One powerful aspect of SQL is that the database can optimize the query. Some NoSQL databases enforces you to write joins manually in code. Unless you really know what you are doing and spend hours on it, the query will be slow. This is exactly what I see with many of our queries. Relational databases is not the answer to everything, but I would prefer to start with one rather than a NoSQL variant. You can always migrate when things begin to get too slow (ie, when you get mad success - which you probably never do anyway)
> Some NoSQL databases enforces you to write joins manually in code. Unless you really know what you are doing and spend hours on it, the query will be slow.
Most (?) encourage denormalization instead of joins-in-code.
> This is exactly what I see with many of our queries. Relational databases is not the answer to everything, but I would prefer to start with one rather than a NoSQL variant.
For most application domains, I agree -- but there are plenty of companies that have essentially outgrown the relational approach already.
That's like saying "I live in a capitalist nation and capitalism is not what it's cracked up to be."

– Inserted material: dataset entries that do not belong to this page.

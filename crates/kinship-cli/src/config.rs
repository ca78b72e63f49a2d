//! Configuration management for the CLI.

use crate::error::{CliError, Result};
use kinship_service::ServiceConfig;
use serde::{Deserialize, Serialize};
use std::fs;
use std::path::{Path, PathBuf};

/// CLI configuration.
///
/// ```toml
/// database = "/home/alice/.kinship/kinship.db"
///
/// [settings]
/// color = true
/// format = "table"
///
/// [service]
/// allow_self_relationship = false
/// reject_duplicates = true
/// ```
#[derive(Debug, Clone, Serialize, Deserialize)]
pub struct Config {
    /// SQLite database file
    #[serde(default = "default_database")]
    pub database: PathBuf,

    /// Global settings
    #[serde(default)]
    pub settings: Settings,

    /// Relationship rules
    #[serde(default)]
    pub service: ServiceConfig,
}

/// Global CLI settings.
#[derive(Debug, Clone, Serialize, Deserialize)]
pub struct Settings {
    /// Enable colored output
    #[serde(default = "default_true")]
    pub color: bool,

    /// Default output format
    #[serde(default = "default_format")]
    pub format: OutputFormat,
}

/// Output format.
#[derive(Debug, Clone, Copy, PartialEq, Eq, Serialize, Deserialize)]
#[serde(rename_all = "lowercase")]
pub enum OutputFormat {
    /// Table format
    Table,
    /// JSON format
    Json,
    /// Quiet (IDs only) format
    Quiet,
}

impl Config {
    /// Directory holding the config file and the default database.
    pub fn dir() -> Result<PathBuf> {
        let home = dirs::home_dir()
            .ok_or_else(|| CliError::Config("Could not find home directory".into()))?;
        Ok(home.join(".kinship"))
    }

    /// Get the default configuration file path.
    pub fn path() -> Result<PathBuf> {
        Ok(Self::dir()?.join("config.toml"))
    }

    /// Load configuration from the default path, writing defaults on first run.
    pub fn load_or_create() -> Result<Self> {
        Self::load_or_create_at(&Self::path()?)
    }

    /// Load configuration from `path`, writing defaults there if it is absent.
    ///
    /// An existing file that fails to parse is an error and is left untouched.
    pub fn load_or_create_at(path: &Path) -> Result<Self> {
        if path.exists() {
            return Self::load_from(path);
        }

        let config = Self::default();
        config.save_to(path)?;
        Ok(config)
    }

    /// Load configuration from an explicit path, which must exist.
    pub fn load_from(path: &Path) -> Result<Self> {
        let contents = fs::read_to_string(path).map_err(|e| {
            CliError::Config(format!("Failed to read {}: {}", path.display(), e))
        })?;
        Self::from_toml(&contents)
    }

    /// Parse configuration from a TOML string.
    pub fn from_toml(contents: &str) -> Result<Self> {
        Ok(toml::from_str(contents)?)
    }

    /// Save configuration to the given path.
    pub fn save_to(&self, path: &Path) -> Result<()> {
        // Create parent directory if it doesn't exist
        if let Some(parent) = path.parent() {
            fs::create_dir_all(parent)?;
        }

        let contents = toml::to_string_pretty(self)
            .map_err(|e| CliError::Config(format!("Failed to serialize config: {}", e)))?;
        fs::write(path, contents)?;
        Ok(())
    }
}

impl Default for Config {
    fn default() -> Self {
        Self {
            database: default_database(),
            settings: Settings::default(),
            service: ServiceConfig::default(),
        }
    }
}

impl Default for Settings {
    fn default() -> Self {
        Self {
            color: true,
            format: OutputFormat::Table,
        }
    }
}

fn default_database() -> PathBuf {
    match Config::dir() {
        Ok(dir) => dir.join("kinship.db"),
        Err(_) => PathBuf::from("kinship.db"),
    }
}

fn default_true() -> bool {
    true
}

fn default_format() -> OutputFormat {
    OutputFormat::Table
}

#[cfg(test)]
mod tests {
    use super::*;

    #[test]
    fn test_default_config() {
        let config = Config::default();
        assert!(config.settings.color);
        assert_eq!(config.settings.format, OutputFormat::Table);
        assert!(config.database.ends_with("kinship.db"));
        assert_eq!(config.service, ServiceConfig::default());
    }

    #[test]
    fn test_partial_toml_uses_defaults() {
        let config = Config::from_toml(
            r#"
            database = "/tmp/rel.db"

            [service]
            allow_self_relationship = true
            "#,
        )
        .unwrap();

        assert_eq!(config.database, PathBuf::from("/tmp/rel.db"));
        assert!(config.settings.color);
        assert!(config.service.allow_self_relationship);
        assert!(config.service.reject_duplicates);
    }

    #[test]
    fn test_save_and_load() {
        let dir = tempfile::tempdir().unwrap();
        let path = dir.path().join("nested").join("config.toml");

        let mut config = Config::default();
        config.settings.format = OutputFormat::Json;
        config.service = ServiceConfig::permissive();
        config.save_to(&path).unwrap();

        let loaded = Config::load_from(&path).unwrap();
        assert_eq!(loaded.settings.format, OutputFormat::Json);
        assert_eq!(loaded.service, ServiceConfig::permissive());
    }

    #[test]
    fn test_first_run_writes_defaults() {
        let dir = tempfile::tempdir().unwrap();
        let path = dir.path().join(".kinship").join("config.toml");

        let config = Config::load_or_create_at(&path).unwrap();
        assert!(path.exists());
        assert_eq!(config.service, ServiceConfig::default());

        let reloaded = Config::load_or_create_at(&path).unwrap();
        assert_eq!(reloaded.database, config.database);
    }

    #[test]
    fn test_malformed_config_is_rejected_and_kept() {
        let dir = tempfile::tempdir().unwrap();
        let path = dir.path().join("config.toml");
        let contents = "database = \"/srv/custom.db\"\n\n[service]\nallow_self_relationship = true\nreject_duplicates = \"no\"\n";
        std::fs::write(&path, contents).unwrap();

        let result = Config::load_or_create_at(&path);
        assert!(matches!(result, Err(CliError::Toml(_))));
        assert_eq!(std::fs::read_to_string(&path).unwrap(), contents);
    }

    #[test]
    fn test_load_missing_explicit_path() {
        let dir = tempfile::tempdir().unwrap();
        let result = Config::load_from(&dir.path().join("absent.toml"));
        assert!(matches!(result, Err(CliError::Config(_))));
    }
}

NoSQL is an ideology, and anyone you hear who uses that term is an ideologue. Please name the "NoSQL" you have been using and name the specific problems you have had with it so we can discuss matters more concretely.

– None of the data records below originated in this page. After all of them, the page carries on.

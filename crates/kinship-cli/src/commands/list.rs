//! Read-side commands: list and show.

use super::{parse_relationship_id, resolve_user, Service};
use crate::cli::{ListArgs, ShowArgs};
use crate::error::{CliError, Result};
use crate::output::Formatter;
use kinship_domain::traits::{RelationshipTypeCatalog, UserDirectory};
use kinship_domain::{RelationshipView, UserId};

/// Execute the list command.
///
/// Approved relationships by default; `--pending` lists proposals in either
/// direction, `--incoming` only those waiting on the user.
pub fn execute_list(args: ListArgs, service: &Service, formatter: &Formatter) -> Result<()> {
    let user = resolve_user(service.store(), &args.user)?;

    let views = if args.incoming {
        service.list_incoming_pending(user)?
    } else if args.pending {
        service.list_pending_for_user(user)?
    } else {
        service.list_approved_for_user(user)?
    };

    println!("{}", formatter.format_relationships(&views)?);
    Ok(())
}

/// Execute the show command.
pub fn execute_show(args: ShowArgs, service: &Service, formatter: &Formatter) -> Result<()> {
    let id = parse_relationship_id(&args.id)?;
    let view = load_view(service, id)?;
    println!("{}", formatter.format_relationship(&view)?);
    Ok(())
}

fn load_view(service: &Service, id: kinship_domain::RelationshipId) -> Result<RelationshipView> {
    let rel = service.get(id)?;
    let store = service.store();

    let username = |user: UserId| -> Result<String> {
        store
            .find_user(user)?
            .map(|u| u.username)
            .ok_or_else(|| CliError::InvalidInput(format!("User {} no longer exists", user)))
    };
    let relationship_type = store
        .get_relationship_type(rel.relationship_type_id)?
        .ok_or_else(|| {
            CliError::InvalidInput(format!(
                "Relationship type {} no longer exists",
                rel.relationship_type_id
            ))
        })?;

    Ok(RelationshipView {
        id: rel.id,
        requester_id: rel.requester_id,
        requester_name: username(rel.requester_id)?,
        target_id: rel.target_id,
        target_name: username(rel.target_id)?,
        relationship_type_id: rel.relationship_type_id,
        relationship_type_name: relationship_type.name,
        approved: rel.approved,
    })
}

Just as RDBMS users prefer one above all else, so do "NoSQL" users. I have seen my fair share of them and I thought a good chunk of them where "crap" (where crap means "does not fit my mental model of the solution"; mainly because I am too naive to study the field better and appreciate what the tools are capable of, so I dismiss anything that doesn't entirely model CL's Elephant.)
Last week I rolled out my own Memcached "replacement" in Common Lisp and I was spitting in bradfitz's general direction, that looney bloat monger! Yeah, my "memcached" replacement is an in-process memoizer for all the DB accessing functions. It worked until the server instance was overloaded and the load-balancer forked a second instance: then I had a problem. I wish I could suck-back all the spit I have sent in brad's general direction.
> NoSQL is an ideology, and anyone you hear who uses that term is an ideologue.
You're sounding a little ideologue-ish yourself. :)
NoSQL is a term of limited use since there is such a huge variety of non-relational database technologies, but that doesn't mean using it makes you an ideologue any more than someone using the term "dynamic languages," which is similarly broad.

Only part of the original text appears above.